CHAPTER III

THE BRAIN

I

An animal deprived of the brain is a machine which requires external stimuli in order to move. An uninjured animal is also a machine, but it differs from the other by that power in itself which renders it capable of moving and acting.

When an animal with its brain removed is touched on any point of its body quite lightly, it does not respond at once to this external stimulus, and only when these light touches are often repeated is a reactionary movement excited. There are some very wonderful experiments which made a great impression on me, when I first saw them performed by my friends Kronecker and Stirling in the laboratory in Leipzig. They took a decapitated frog, and fastened between the toes of one of the hind-legs a pen, which made marks on the paper of a rotating cylinder whenever the frog moved. Between the toes of the other leg they fastened the wires of an electric current; a pendulum alternately opening and closing the current in such a manner that an interrupted stimulus was obtained. It was strange to see how the headless frog responded regularly for hours. When stimulated by a weak current (so weak that it could not be felt on the tongue) more numerous repetitions, perhaps thirty, were necessary before the frog responded by a spasmodic movement. If the stimulus were stronger a much smaller number was sufficient to cause reaction, and this continued until life was extinct.

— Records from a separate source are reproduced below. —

//! CLI command implementations

mod exec;
mod fanout;
mod sessions;
mod shell;
mod status;

use std::future::Future;
use std::io::Write;

use anyhow::Result;

use crate::client::ClientResult;
use crate::output::print_warning;

pub use exec::{exec_command, poll_command};
pub use fanout::{execution_command, run_command};
pub use sessions::{close_command, open_command, sessions_command};
pub use shell::shell_command;
pub use status::health_command;

/// Run `attempt`, asking before retrying with confirmation when the
/// engine requires it and `yes` was not given
async fn with_confirmation<T, F, Fut>(yes: bool, attempt: F) -> Result<T>
where
    F: Fn(bool) -> Fut,
    Fut: Future<Output = ClientResult<T>>,
{
    match attempt(yes).await {
        Err(e) if e.needs_confirmation() && !yes => {
            print_warning(&e.to_string());
            if !ask("Run it anyway?")? {
                anyhow::bail!("Aborted");
            }
            Ok(attempt(true).await?)
        }
        other => Ok(other?),
    }
}

/// Yes/no prompt on the terminal, defaulting to no
fn ask(question: &str) -> Result<bool> {
    print!("{} [y/N] ", question);
    std::io::stdout().flush()?;

    let mut input = String::new();
    std::io::stdin().read_line(&mut input)?;
    Ok(input.trim().eq_ignore_ascii_case("y"))
}
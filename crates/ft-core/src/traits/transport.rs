//! Remote-execution transport traits
//!
//! The transport only knows how to run one command and hand back its
//! output. It remembers nothing between calls; working directory and
//! environment persistence is layered on top by the shell session.

use async_trait::async_trait;
use serde::{Deserialize, Serialize};
use std::sync::Arc;
use std::time::Duration;

use crate::error::TransportError;
use crate::types::HostTarget;

/// Captured result of one remote command
#[derive(Debug, Clone, Default, PartialEq, Eq, Serialize, Deserialize)]
pub struct ExecOutput {
    pub stdout: String,
    pub stderr: String,
    pub exit_code: i32,
}

impl ExecOutput {
    /// Whether the command exited with status 0
    pub fn success(&self) -> bool {
        self.exit_code == 0
    }
}

/// One authenticated channel to a remote host
#[async_trait]
pub trait RemoteChannel: Send + Sync {
    /// Run a command to completion in a fresh, stateless invocation
    async fn exec(&self, command: &str) -> Result<ExecOutput, TransportError>;

    /// Send raw bytes to the remote side without waiting for a result
    ///
    /// Used for best-effort interrupts.
    async fn send_interrupt(&self) -> Result<(), TransportError>;

    /// Whether the underlying connection is known to be gone
    fn is_closed(&self) -> bool;

    /// Close the connection gracefully
    async fn close(&self);
}

/// Opens authenticated channels to host targets
#[async_trait]
pub trait Connector: Send + Sync {
    /// Connect and authenticate, bounded by `timeout`
    async fn connect(
        &self,
        target: &HostTarget,
        timeout: Duration,
    ) -> Result<Arc<dyn RemoteChannel>, TransportError>;
}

Stimuli accumulate in the spinal cord. We all know it from experience; when we have something in the throat which tickles us, the slight, and at first scarcely perceptible, irritation becomes almost unbearable if it continues, compelling us to cough in order to remove it. As the Italian proverb says, one cannot disguise a cough. Even a slight tickling of the skin has the same effect, and in the functions of reproduction the repetition of slight stimuli produce greater and more ungovernable reflex movements.

There are, however, impressions which remain longer accumulated in the brain before their energy finds expression in muscular activity. Sometimes a part of the nervous system charges itself slowly, like a Leyden jar under the influence of weak electric sparks, the tension of the nerve-cells remaining, as it were, hidden, until suddenly discharged by a contact or some very slight impression. We are astonished; it seems an accidental explosion to us, an effect out of all proportion to the momentary cause, forgetting that fire glows under ashes, that the force had been slowly accumulating, and so we believe we have accomplished the act by means of the will.

The aptitude of the nerve-cells to accumulate and preserve external impressions is such a leading fact in physiology that I do not know any more important one.